Ben Kweller - On My Way (Cover Artwork)
Staff Pick

Ben Kweller

On My Way (2004)


One of the most surprisingly solid and incredibly enjoyable debuts in recent memory, Ben Kweller's 2002 effort Sha Sha found it's way inside my stereo hundreds of times that year, eventually earning a place in between Thrice and The Promise Ring on my Top 10 of 2002 list [and I wasn't the only one to think the album was that good, either]. So needless to say, there was a little bit of pressure on Mr. Kweller to record a strong follow-up.

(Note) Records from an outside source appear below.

// Copyright (c) 2025, Jason Jenkins
// SPDX-License-Identifier: BSD-3-Clause

//! Annotation data structures.
//!
//! An annotation is a shape drawn over the screenshot: either a rectangle
//! or a single point, in image pixel coordinates.

use serde::{Deserialize, Serialize};

/// A 2D point in image pixel space.
#[derive(Debug, Clone, Copy, PartialEq, Serialize, Deserialize)]
pub struct Point {
    pub x: f64,
    pub y: f64,
}

impl Point {
    pub fn new(x: f64, y: f64) -> Self {
        Self { x, y }
    }
}

/// Shape of an annotation.
#[derive(Debug, Clone, Copy, PartialEq, Serialize, Deserialize)]
#[serde(tag = "type", rename_all = "lowercase")]
pub enum Geometry {
    Rect { x1: f64, y1: f64, x2: f64, y2: f64 },
    Point { x: f64, y: f64 },
}

impl Geometry {
    /// Build a rectangle from two arbitrary corners.
    pub fn rect_from_corners(a: Point, b: Point) -> Self {
        Geometry::Rect {
            x1: a.x.min(b.x),
            y1: a.y.min(b.y),
            x2: a.x.max(b.x),
            y2: a.y.max(b.y),
        }
    }

    /// Move the whole shape by the given offset.
    pub fn translated(&self, dx: f64, dy: f64) -> Self {
        match *self {
            Geometry::Rect { x1, y1, x2, y2 } => Geometry::Rect {
                x1: x1 + dx,
                y1: y1 + dy,
                x2: x2 + dx,
                y2: y2 + dy,
            },
            Geometry::Point { x, y } => Geometry::Point { x: x + dx, y: y + dy },
        }
    }

    /// Hit test with a tolerance (in image pixels) for points.
    pub fn contains(&self, p: Point, tolerance: f64) -> bool {
        match *self {
            Geometry::Rect { x1, y1, x2, y2 } => {
                p.x >= x1 - tolerance
                    && p.x <= x2 + tolerance
                    && p.y >= y1 - tolerance
                    && p.y <= y2 + tolerance
            }
            Geometry::Point { x, y } => {
                let dx = p.x - x;
                let dy = p.y - y;
                (dx * dx + dy * dy).sqrt() <= tolerance
            }
        }
    }
}

/// A drawn annotation with an opaque identity.
#[derive(Debug, Clone, PartialEq, Serialize, Deserialize)]
pub struct Annotation {
    pub id: String,
    pub geometry: Geometry,
    #[serde(default, skip_serializing_if = "Option::is_none")]
    pub tip: Option<String>,
}

impl Annotation {
    /// Create a new annotation with a freshly generated id.
    pub fn new(geometry: Geometry) -> Self {
        Self::with_id(uuid::Uuid::new_v4().to_string(), geometry)
    }

    /// Create an annotation with a known id.
    pub fn with_id(id: impl Into<String>, geometry: Geometry) -> Self {
        Self {
            id: id.into(),
            geometry,
            tip: None,
        }
    }
}

#[cfg(test)]
mod tests {
    use super::*;

    #[test]
    fn test_rect_from_corners_normalizes() {
        let g = Geometry::rect_from_corners(Point::new(50.0, 10.0), Point::new(20.0, 40.0));
        assert_eq!(
            g,
            Geometry::Rect {
                x1: 20.0,
                y1: 10.0,
                x2: 50.0,
                y2: 40.0
            }
        );
    }

    #[test]
    fn test_contains() {
        let rect = Geometry::Rect {
            x1: 0.0,
            y1: 0.0,
            x2: 10.0,
            y2: 10.0,
        };
        assert!(rect.contains(Point::new(5.0, 5.0), 0.0));
        assert!(!rect.contains(Point::new(12.0, 5.0), 0.0));

        let point = Geometry::Point { x: 3.0, y: 4.0 };
        assert!(point.contains(Point::new(0.0, 0.0), 5.0));
        assert!(!point.contains(Point::new(0.0, 0.0), 4.9));
    }

    #[test]
    fn test_geometry_json_shape() {
        let ann = Annotation::with_id("a1", Geometry::Point { x: 1.0, y: 2.0 });
        let json = serde_json::to_value(&ann).unwrap();
        assert_eq!(json["geometry"]["type"], "point");
        assert!(json.get("tip").is_none());
    }

    #[test]
    fn test_new_ids_are_unique() {
        let a = Annotation::new(Geometry::Point { x: 0.0, y: 0.0 });
        let b = Annotation::new(Geometry::Point { x: 0.0, y: 0.0 });
        assert_ne!(a.id, b.id);
    }
}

Record it he did, and it is here in front of you, going by the name of On My Way. Kweller's sophomore effort, at first listen, almost sounds like a slight regression of some of the majestic pop-rock that graced Sha Sha. The hooks are a little more obvious, the instrumentation a little less adventurous, and the lyrics a little less mysterious than before. But that's what's so wonderful about this album - it lulls you into a total false sense of security. The next thing you know, you've spun it ten times in a row, are singing the songs in the shower, and forcing yourself drudge out your earmuff-sized headphones to actually listen to the album as you walk to class.

Kweller has essentially outgrown his grunge-pop phase, leaving his Weezer influence far behind. More present on the album is a strong songwriting ability evident in piano-driven tracks like "Hospital Bed" and the gorgeous, lush closer "Different But The Same." It's obvious that the time spent with his compatriot Mr. Folds has paid off in spades. The guitar-rock is still in full swing on the album, though, and while it's more basic, it's still so much fun [see "My Apartment" and "The Rule"].

The real album standout is the subdued acoustic melody of "On My Way." This track is to On My Way as what "Lizzy" was to Sha Sha - an introspective look inside Kweller's psyche, leaving no emotional stone unturned. The raw recording of the album really comes into play here, as you can almost imagine the needle go into the red as Kweller howls "Aww mom, I never thought that I could love no one." This sounds like a demo in the best sense - it's unpolished and real.

Ben Kweller has done what so many other singer-songwriters have a hard time doing - not just avoiding a sophomore slump, but improving on what was established beforehand. The album takes a bit longer to really get involved with, but is worth the wait. Completely worthy of the 5-star rating.